[Assigned task]
Would you reproduce, without any alteration, the lines from the opening line of the entries through the line that has "pub struct SimulatorConfig" in it?

(Recorded data)

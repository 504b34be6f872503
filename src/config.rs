use rust_decimal::Decimal;
use rust_decimal_macros::dec;
use serde::{Deserialize, Serialize};

use crate::decimal::Money;
use crate::errors::{Result, SimulationError};

/// policy values for the simulator
///
/// defaults match the reference application's intake rules
#[derive(Debug, Clone, PartialEq, Serialize, Deserialize)]
pub struct SimulatorConfig {
    /// lowest adjusted tax percentage any credit profile can reach
    pub rate_floor_percentage: Decimal,
    pub min_term_months: u32,
    pub max_term_months: u32,
    /// down payment cap as a fraction of vehicle price
    pub down_payment_cap: Decimal,
    /// applicant income floor from the intake form
    pub min_monthly_income: Money,
}

impl Default for SimulatorConfig {
    fn default() -> Self {
        Self {
            rate_floor_percentage: dec!(0.1),
            min_term_months: 12,
            max_term_months: 84,
            down_payment_cap: dec!(0.8),
            min_monthly_income: Money::from_major(182),
        }
    }
}

impl SimulatorConfig {
    pub fn validate(&self) -> Result<()> {
        if self.rate_floor_percentage.is_sign_negative() {
            return Err(SimulationError::InvalidConfiguration {
                message: format!("rate floor must not be negative: {}", self.rate_floor_percentage),
            });
        }

        if self.min_term_months == 0 || self.min_term_months > self.max_term_months {
            return Err(SimulationError::InvalidConfiguration {
                message: format!(
                    "term bounds must satisfy 0 < min <= max: {}-{}",
                    self.min_term_months, self.max_term_months
                ),
            });
        }

        if self.down_payment_cap < Decimal::ZERO || self.down_payment_cap > Decimal::ONE {
            return Err(SimulationError::InvalidConfiguration {
                message: format!("down payment cap must be within [0, 1]: {}", self.down_payment_cap),
            });
        }

        if self.min_monthly_income.is_negative() {
            return Err(SimulationError::InvalidConfiguration {
                message: format!("minimum income must not be negative: {}", self.min_monthly_income),
            });
        }

        Ok(())
    }

    /// largest down payment accepted for a given vehicle price
    pub fn max_down_payment(&self, vehicle_price: Money) -> Money {
        Money::from_decimal(vehicle_price.as_decimal() * self.down_payment_cap)
    }
}
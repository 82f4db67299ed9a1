use chainscreen::config::Settings;
use chainscreen::core::{header, AddressScreener, BatchScheduler, SlidingWindowLimiter};
use chainscreen::services::{read_address_list, ApiClient, CsvSink, RowSink};
use clap::Parser;
use std::path::PathBuf;
use std::process;
use std::sync::Arc;
use std::time::{Duration, Instant};
use tracing::{error, info};
use tracing_subscriber::EnvFilter;

/// Screen a list of blockchain addresses and write a CSV risk report
#[derive(Debug, Parser)]
#[command(name = "chainscreen", version)]
struct Cli {
    /// File with one address per line
    input: PathBuf,

    /// Destination CSV report
    output: PathBuf,

    /// Split every category into direct and indirect exposure columns
    #[arg(short = 'i', long = "include-indirect")]
    include_indirect: bool,
}

#[tokio::main]
async fn main() {
    // Load .env file if present
    dotenv::dotenv().ok();

    let cli = Cli::parse();

    // Initialize logging
    let log_level = std::env::var("LOG_LEVEL").unwrap_or_else(|_| "info".to_string());
    let log_format = std::env::var("LOG_FORMAT").unwrap_or_else(|_| "pretty".to_string());

    let subscriber = tracing_subscriber::fmt()
        .with_env_filter(EnvFilter::new(log_level))
        .with_target(false)
        .with_level(true);

    if log_format == "pretty" {
        subscriber.pretty().init();
    } else {
        subscriber.init();
    }

    info!("Starting chainscreen...");

    // Load configuration
    let settings = match Settings::load() {
        Ok(settings) => settings,
        Err(e) => {
            error!("Failed to load configuration: {}", e);
            process::exit(1);
        }
    };

    // The credential check runs before any network activity
    if !settings.has_credential() {
        error!("No API credential configured (set SCREENING_API_KEY)");
        process::exit(1);
    }

    let timeout = Duration::from_secs(settings.api.timeout_secs.unwrap_or(30));
    let api = Arc::new(ApiClient::new(
        settings.api.endpoint.clone(),
        settings.api.api_key.clone(),
        timeout,
    ));

    let started = Instant::now();

    // The catalog shapes the whole report; without it there is no schema
    let categories = match api.resolve_categories().await {
        Ok(categories) => categories,
        Err(e) => {
            error!("Failed to resolve category catalog: {}", e);
            process::exit(1);
        }
    };

    info!("Resolved {} risk categories", categories.len());

    let addresses = match read_address_list(&cli.input) {
        Ok(addresses) => addresses,
        Err(e) => {
            error!("Failed to read {}: {}", cli.input.display(), e);
            process::exit(1);
        }
    };

    info!(
        "Loaded {} addresses from {}",
        addresses.len(),
        cli.input.display()
    );

    let mut sink = match CsvSink::create(&cli.output) {
        Ok(sink) => sink,
        Err(e) => {
            error!("Failed to create {}: {}", cli.output.display(), e);
            process::exit(1);
        }
    };

    if let Err(e) = sink.write_header(&header(&categories, cli.include_indirect)) {
        error!("Failed to write report header: {}", e);
        process::exit(1);
    }

    let screener = AddressScreener::new(api);
    let limiter = SlidingWindowLimiter::new(
        settings.screening.rate_limit_per_minute,
        settings.screening.max_parallelism,
    );
    let mut scheduler = BatchScheduler::new(
        screener,
        limiter,
        categories,
        settings.screening.max_parallelism,
        cli.include_indirect,
    );

    match scheduler.run(&addresses, &mut sink).await {
        Ok(summary) => {
            info!(
                "Screened {} addresses ({} failed) across {} batches in {:.1}s",
                summary.total,
                summary.failed,
                summary.batches,
                started.elapsed().as_secs_f64()
            );
        }
        Err(e) => {
            error!("Failed to write report: {}", e);
            process::exit(1);
        }
    }
}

[Answer for the task]
repository 504b34be6f872503
filename src/config.rs
use rust_decimal::Decimal;
use rust_decimal_macros::dec;
use serde::{Deserialize, Serialize};

use crate::decimal::Money;
use crate::errors::{Result, SimulationError};

/// policy values for the simulator
///
/// defaults match the reference application's intake rules
#[derive(Debug, Clone, PartialEq, Serialize, Deserialize)]
pub struct SimulatorConfig {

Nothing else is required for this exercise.